CPU times: user 35 µs, sys: 1 µs, total: 36 µs
Wall time: 38.1 µs


### Load Spreadsheets

In [8]:
def load_worksheet(spreadsheet_name, worksheet_name):
  
#   gc = gspread.authorize(GoogleCredentials.get_application_default())
  
  scope = ['https://spreadsheets.google.com/feeds']
    
  credentials = ServiceAccountCredentials.from_json_keyfile_name('Data-35df9a696bc1.json', scope)
  
  gc = gspread.authorize(credentials)

  spreadsheet = gc.open(spreadsheet_name)
    
  worksheet = spreadsheet.worksheet(worksheet_name)

  rows = worksheet.get_all_values()

  print('{num_rows} rows loaded.'.format(num_rows=len(rows)))
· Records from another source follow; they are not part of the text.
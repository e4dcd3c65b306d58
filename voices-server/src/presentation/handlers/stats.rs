use axum::{Json, extract::State};
use serde::Serialize;
use utoipa::ToSchema;

use crate::application::stats_service::PlatformStats;
use crate::presentation::AppState;
use crate::presentation::app_error::AppResult;

#[derive(Debug, Serialize, ToSchema)]
pub(crate) struct StatsDto {
    pub(crate) total_posts: i64,
    pub(crate) total_institutions: i64,
    pub(crate) total_users: i64,
}

#[derive(Debug, Serialize, ToSchema)]
pub(crate) struct StatsResponseDto {
    pub(crate) status: &'static str,
    pub(crate) stats: StatsDto,
}

impl From<PlatformStats> for StatsDto {
    fn from(stats: PlatformStats) -> Self {
        Self {
            total_posts: stats.total_posts,
            total_institutions: stats.total_institutions,
            total_users: stats.total_users,
        }
    }
}

#[utoipa::path(
    get,
    path = "/api/stats",
    tag = "stats",
    responses(
        (status = 200, description = "Platform-wide counters", body = StatsResponseDto),
        (status = 500, description = "Internal error")
    )
)]
pub(crate) async fn platform_stats(
    State(state): State<AppState>,
) -> AppResult<Json<StatsResponseDto>> {
    let stats = state.stats_service.platform_stats().await?;

    Ok(Json(StatsResponseDto {
        status: "success",
        stats: stats.into(),
    }))
}
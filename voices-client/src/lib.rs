//! Client library for the voices-server HTTP API.
//!
//! Wraps every endpoint of the content-sharing backend (accounts, posts,
//! support toggling, comments, image upload/delivery, stats) behind a typed
//! async interface. The API carries no session tokens: calls acting on
//! behalf of a user take that user's id explicitly, exactly like the wire
//! contract.
#![warn(missing_docs)]

mod error;
mod http_client;
mod models;

pub use error::{VoicesClientError, VoicesClientResult};
pub use http_client::VoicesClient;
pub use models::{
    Author, Comment, LikeToggle, PlatformStats, PostDetail, PostInput, PostSummary, User,
};
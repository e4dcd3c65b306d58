use axum::{
    Json,
    extract::{Query, State},
    http::StatusCode,
};
use chrono::{DateTime, Utc};
use serde::{Deserialize, Serialize};
use utoipa::ToSchema;

use super::{MessageResponseDto, present, present_id};
use crate::domain::user::{LoginRequest, RegisterRequest, UpdateProfileRequest, User};
use crate::presentation::AppState;
use crate::presentation::app_error::{AppError, AppResult};

#[derive(Debug, Deserialize, ToSchema)]
pub(crate) struct RegisterDto {
    pub(crate) name: Option<String>,
    pub(crate) email: Option<String>,
    pub(crate) password: Option<String>,
}

#[derive(Debug, Deserialize, ToSchema)]
pub(crate) struct LoginDto {
    pub(crate) email: Option<String>,
    pub(crate) password: Option<String>,
}

#[derive(Debug, Deserialize, ToSchema)]
pub(crate) struct ChangePasswordDto {
    pub(crate) user_id: Option<i64>,
    pub(crate) current_password: Option<String>,
    pub(crate) new_password: Option<String>,
}

#[derive(Debug, Deserialize, ToSchema)]
pub(crate) struct UpdateProfileDto {
    pub(crate) user_id: Option<i64>,
    pub(crate) name: Option<String>,
    pub(crate) email: Option<String>,
}

#[derive(Debug, Deserialize, ToSchema)]
pub(crate) struct UserInfoQuery {
    pub(crate) user_id: Option<i64>,
}

#[derive(Debug, Serialize, ToSchema)]
pub(crate) struct UserDto {
    pub(crate) id: i64,
    pub(crate) name: String,
    pub(crate) email: String,
    pub(crate) created_at: DateTime<Utc>,
    pub(crate) updated_at: DateTime<Utc>,
}

impl From<User> for UserDto {
    fn from(user: User) -> Self {
        Self {
            id: user.id,
            name: user.name,
            email: user.email,
            created_at: user.created_at,
            updated_at: user.updated_at,
        }
    }
}

#[derive(Debug, Serialize, ToSchema)]
pub(crate) struct LoginResponseDto {
    pub(crate) status: &'static str,
    pub(crate) message: String,
    pub(crate) user: UserDto,
}

#[derive(Debug, Serialize, ToSchema)]
pub(crate) struct ProfileResponseDto {
    pub(crate) status: &'static str,
    pub(crate) message: String,
    pub(crate) user: UserDto,
}

#[derive(Debug, Serialize, ToSchema)]
pub(crate) struct UserInfoResponseDto {
    pub(crate) status: &'static str,
    pub(crate) user: UserDto,
}

#[utoipa::path(
    post,
    path = "/api/auth/register",
    tag = "auth",
    request_body = RegisterDto,
    responses(
        (status = 201, description = "Registered successfully", body = MessageResponseDto),
        (status = 400, description = "Missing fields, invalid input or duplicate email"),
        (status = 500, description = "Internal error")
    )
)]
pub(crate) async fn register(
    State(state): State<AppState>,
    Json(dto): Json<RegisterDto>,
) -> AppResult<(StatusCode, Json<MessageResponseDto>)> {
    let (Some(name), Some(email), Some(password)) = (
        present(dto.name),
        present(dto.email),
        present(dto.password),
    ) else {
        return Err(AppError::BadRequest(
            "Name, email, and password are required".to_string(),
        ));
    };

    state
        .auth_service
        .register(RegisterRequest {
            name,
            email,
            password,
        })
        .await?;

    Ok((
        StatusCode::CREATED,
        Json(MessageResponseDto::success("User registered successfully")),
    ))
}

#[utoipa::path(
    post,
    path = "/api/auth/login",
    tag = "auth",
    request_body = LoginDto,
    responses(
        (status = 200, description = "Login successful", body = LoginResponseDto),
        (status = 400, description = "Missing fields"),
        (status = 401, description = "Incorrect email or password"),
        (status = 500, description = "Internal error")
    )
)]
pub(crate) async fn login(
    State(state): State<AppState>,
    Json(dto): Json<LoginDto>,
) -> AppResult<Json<LoginResponseDto>> {
    let (Some(email), Some(password)) = (present(dto.email), present(dto.password)) else {
        return Err(AppError::BadRequest(
            "Please provide both email and password to login.".to_string(),
        ));
    };

    let user = state
        .auth_service
        .login(LoginRequest { email, password })
        .await?;

    Ok(Json(LoginResponseDto {
        status: "success",
        message: "Login successful".to_string(),
        user: user.into(),
    }))
}

#[utoipa::path(
    post,
    path = "/api/auth/change_password",
    tag = "auth",
    request_body = ChangePasswordDto,
    responses(
        (status = 200, description = "Password changed", body = MessageResponseDto),
        (status = 400, description = "Missing fields"),
        (status = 401, description = "Current password is incorrect"),
        (status = 404, description = "User not found"),
        (status = 500, description = "Internal error")
    )
)]
pub(crate) async fn change_password(
    State(state): State<AppState>,
    Json(dto): Json<ChangePasswordDto>,
) -> AppResult<Json<MessageResponseDto>> {
    let (Some(user_id), Some(current_password), Some(new_password)) = (
        present_id(dto.user_id),
        present(dto.current_password),
        present(dto.new_password),
    ) else {
        return Err(AppError::BadRequest(
            "User ID, current password, and new password are required to change password."
                .to_string(),
        ));
    };

    state
        .auth_service
        .change_password(user_id, &current_password, &new_password)
        .await?;

    Ok(Json(MessageResponseDto::success(
        "Password changed successfully",
    )))
}

#[utoipa::path(
    post,
    path = "/api/auth/update_profile",
    tag = "auth",
    request_body = UpdateProfileDto,
    responses(
        (status = 200, description = "Profile updated", body = ProfileResponseDto),
        (status = 400, description = "Missing fields or email already in use"),
        (status = 404, description = "User not found"),
        (status = 500, description = "Internal error")
    )
)]
pub(crate) async fn update_profile(
    State(state): State<AppState>,
    Json(dto): Json<UpdateProfileDto>,
) -> AppResult<Json<ProfileResponseDto>> {
    let (Some(user_id), Some(name), Some(email)) = (
        present_id(dto.user_id),
        present(dto.name),
        present(dto.email),
    ) else {
        return Err(AppError::BadRequest(
            "User ID, name, and email are required to update profile.".to_string(),
        ));
    };

    let user = state
        .auth_service
        .update_profile(user_id, UpdateProfileRequest { name, email })
        .await?;

    Ok(Json(ProfileResponseDto {
        status: "success",
        message: "Profile updated successfully".to_string(),
        user: user.into(),
    }))
}

#[utoipa::path(
    get,
    path = "/api/auth/user_info",
    tag = "auth",
    params(
        ("user_id" = i64, Query, description = "User id")
    ),
    responses(
        (status = 200, description = "User info", body = UserInfoResponseDto),
        (status = 400, description = "Missing user id"),
        (status = 404, description = "User not found"),
        (status = 500, description = "Internal error")
    )
)]
pub(crate) async fn user_info(
    State(state): State<AppState>,
    Query(query): Query<UserInfoQuery>,
) -> AppResult<Json<UserInfoResponseDto>> {
    let Some(user_id) = present_id(query.user_id) else {
        return Err(AppError::BadRequest("User ID is required".to_string()));
    };

    let user = state.auth_service.user_info(user_id).await?;

    Ok(Json(UserInfoResponseDto {
        status: "success",
        user: user.into(),
    }))
}
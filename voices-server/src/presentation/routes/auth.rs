use axum::{
    Router,
    routing::{get, post},
};

use crate::presentation::AppState;
use crate::presentation::handlers::auth::{
    change_password, login, register, update_profile, user_info,
};

pub(crate) fn router() -> Router<AppState> {
    Router::new()
        .route("/register", post(register))
        .route("/login", post(login))
        .route("/change_password", post(change_password))
        .route("/update_profile", post(update_profile))
        .route("/user_info", get(user_info))
}
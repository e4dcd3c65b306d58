use std::time::Duration;

use anyhow::{Context, Result};
use sqlx::PgPool;
use sqlx::postgres::PgPoolOptions;
use tracing::info;

pub async fn create_pool(database_url: &str) -> Result<PgPool> {
    let pool = PgPoolOptions::new()
        .max_connections(10)
        .acquire_timeout(Duration::from_secs(5))
        .connect(database_url)
        .await
        .context("failed to connect to database")?;

    Ok(pool)
}

pub async fn run_migrations(pool: &PgPool) -> Result<()> {
    sqlx::migrate!("./migrations")
        .run(pool)
        .await
        .context("failed to run migrations")?;

    info!("database migrations are up to date");
    Ok(())
}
  df = pd.DataFrame.from_records(rows)
  
  print(df.head(5))

  return df
        
worksheet = load_worksheet('nba_players_sanitized', 'hof')

181 rows loaded.
               0
0    chuck hyatt
1  hank luisetti
2   george mikan
3  john schommer
4     vic hanson


In [9]:
def sanitize_list(raw_list):
    # Remove accented (Spanish) characters.
    sanitized_list = [unidecode.unidecode(accented_string) for accented_string in raw_list]
    # Trim & lower-case
    sanitized_list = [string.strip().lower() for string in sanitized_list]
    # Remove quotes
    sanitized_list = [string.replace("'", "") for string in sanitized_list]
    sanitized_list = [string.replace('"', '') for string in sanitized_list]
    # Remove dots
    sanitized_list = [string.replace('.', '') for string in sanitized_list]
    for i, string in enumerate(sanitized_list):
        if "," in string:
            lst = string.split(",")
            lst.reverse()
            lst = [token.strip() for token in lst]
            sanitized_string = " ".join(lst)
            sanitized_list[i] = sanitized_string
            
    return sanitized_list

sample_list = ["Shaquille O'neal", "J. J. Reddick", "VinCe Carter ", "Bryant, Kobe"]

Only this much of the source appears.